The gun was named “Long Cecil,” in honor of Cecil Rhodes.  The next day, the gun was fired for the first time by Mrs. Pickering, the wife of his company secretary.  The round landed in a Boer laager at a distance of 7.2 km.  After several test shots, the engineers retired to work out the proper elevations and powder charge for a given range.  On January 22nd, the gun was fired by the Diamond Fields Artillery detachment.  In the first days of its use, some minor elements were broken by the strain of fire, but the workshop was able to fashion replacements.

The Boers responded in kind.  On February 6, they were able to emplace a “Long Tom,” a 155 mm Schneider siege gun, to support their shelling of Kimberley.  Three days later, their final shot into the city landed in the Grand Hotel of Kimberley, killing George Labram.  The Boers continued to shell the city, and the British responded by sending over 3,000 women and children into the diamond mines for safety from the shelling.
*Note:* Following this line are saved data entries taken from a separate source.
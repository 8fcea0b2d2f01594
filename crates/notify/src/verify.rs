// Copyright 2024 RustFS Team
//
// Licensed under the Apache License, Version 2.0 (the "License");
// you may not use this file except in compliance with the License.
// You may obtain a copy of the License at
//
//     http://www.apache.org/licenses/LICENSE-2.0
//
// Unless required by applicable law or agreed to in writing, software
// distributed under the License is distributed on an "AS IS" BASIS,
// WITHOUT WARRANTIES OR CONDITIONS OF ANY KIND, either express or implied.
// See the License for the specific language governing permissions and
// limitations under the License.

use crate::error::ValidationError;
use crate::event::RequestInfo;
use crate::notifier::Notifier;
use crate::payload::TestEvent;
use crate::rules::{TargetConfiguration, normalize_filter_rules};
use crate::utils::short_uid;
use s3notify_config::notify::S3_SERVICE_PRINCIPAL;
use s3notify_targets::{
    Arn, DeliveryRequest, DestinationKind, DestinationTransport, OutboundMessage, RequestMetadata, TargetError,
    is_service_arn, s3_bucket_arn,
};
use tracing::{debug, error};

/// Data needed to check one configuration entry against its destination.
/// Lives only for the duration of the check.
#[derive(Debug, Clone, Copy)]
pub struct BucketVerificationContext<'a> {
    pub request_id: &'a str,
    pub bucket_name: &'a str,
    pub region: &'a str,
    pub configuration: &'a TargetConfiguration,
    pub skip_destination_validation: bool,
}

impl BucketVerificationContext<'_> {
    pub fn request_metadata(&self) -> RequestMetadata {
        request_metadata(self.bucket_name, self.region)
    }

    pub fn test_event(&self) -> TestEvent {
        TestEvent::new(self.bucket_name, self.request_id)
    }
}

/// Sender metadata for messages from `bucket_name`, checked by destination
/// resource policies.
pub fn request_metadata(bucket_name: &str, region: &str) -> RequestMetadata {
    RequestMetadata {
        source_arn: s3_bucket_arn(bucket_name, region),
        service_principal: S3_SERVICE_PRINCIPAL.to_string(),
    }
}

/// Validates and normalizes one queue, topic or function entry.
///
/// Assigns an id when missing, checks that the ARN belongs to the notifier's
/// service, proves the destination unless the live check is skipped and
/// capitalizes filter rule names.
pub async fn validate_entry<N>(
    notifier: &N,
    entry: &mut TargetConfiguration,
    skip_destination_validation: bool,
    request: &RequestInfo,
    bucket_name: &str,
) -> Result<(), ValidationError>
where
    N: Notifier + ?Sized,
{
    if entry.id.as_deref().is_none_or(str::is_empty) {
        entry.id = Some(short_uid());
    }

    let kind = notifier.kind();
    if !is_service_arn(&entry.arn, kind.service_name()) {
        return Err(ValidationError::InvalidArn {
            argument_name: kind.arn_argument_name().unwrap_or_default().to_string(),
            argument_value: entry.arn.clone(),
        });
    }

    if skip_destination_validation {
        debug!("Skipping destination validation for {}", entry.arn);
    } else {
        let ctx = BucketVerificationContext {
            request_id: &request.request_id,
            bucket_name,
            region: &request.region,
            configuration: &*entry,
            skip_destination_validation,
        };
        notifier.verify_target(&entry.arn, &ctx).await?;
    }

    if let Some(filter) = entry.filter.as_mut() {
        normalize_filter_rules(filter)?;
    }
    Ok(())
}

/// First half of a live check: the destination must exist.
pub(crate) async fn lookup_destination(
    transport: &dyn DestinationTransport,
    kind: DestinationKind,
    target_arn: &str,
    missing_message: &str,
) -> Result<Arn, ValidationError> {
    let not_found = || ValidationError::DestinationNotFound {
        argument_name: target_arn.to_string(),
        argument_value: missing_message.to_string(),
    };
    let arn = Arn::parse(target_arn).map_err(|e| {
        error!("Could not validate the notification destination {}: {}", target_arn, e);
        not_found()
    })?;
    transport.lookup(kind, &arn).await.map_err(|e| {
        error!("Could not validate the notification destination {}: {}", target_arn, e);
        not_found()
    })?;
    Ok(arn)
}

/// Second half of a live check: the destination must accept a test message
/// sent on behalf of the bucket.
pub(crate) async fn send_probe<F>(
    transport: &dyn DestinationTransport,
    ctx: &BucketVerificationContext<'_>,
    build: F,
) -> Result<(), TargetError>
where
    F: FnOnce(String) -> OutboundMessage + Send,
{
    let test_event = serde_json::to_string(&ctx.test_event())?;
    let request = DeliveryRequest::new(build(test_event)).with_metadata(ctx.request_metadata());
    transport.send(request).await
}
The siege at Kimberley was relieved on February 15th by British forces.  In the short interval of its military operation, Long Cecil fired more than 200 rounds against the forces around Kimberley.  It was displayed for visiting royalty in later years.  In the end, this one-of-a-kind howitzer was given a permanent home at the Honoured Dead Siege Memorial in Kimberley, right next door to a monument designed by Sir Herbert Baker to resemble the Tomb of Theron in Sicily, featuring a dedication written specifically for the memorial by Rudyard Kipling.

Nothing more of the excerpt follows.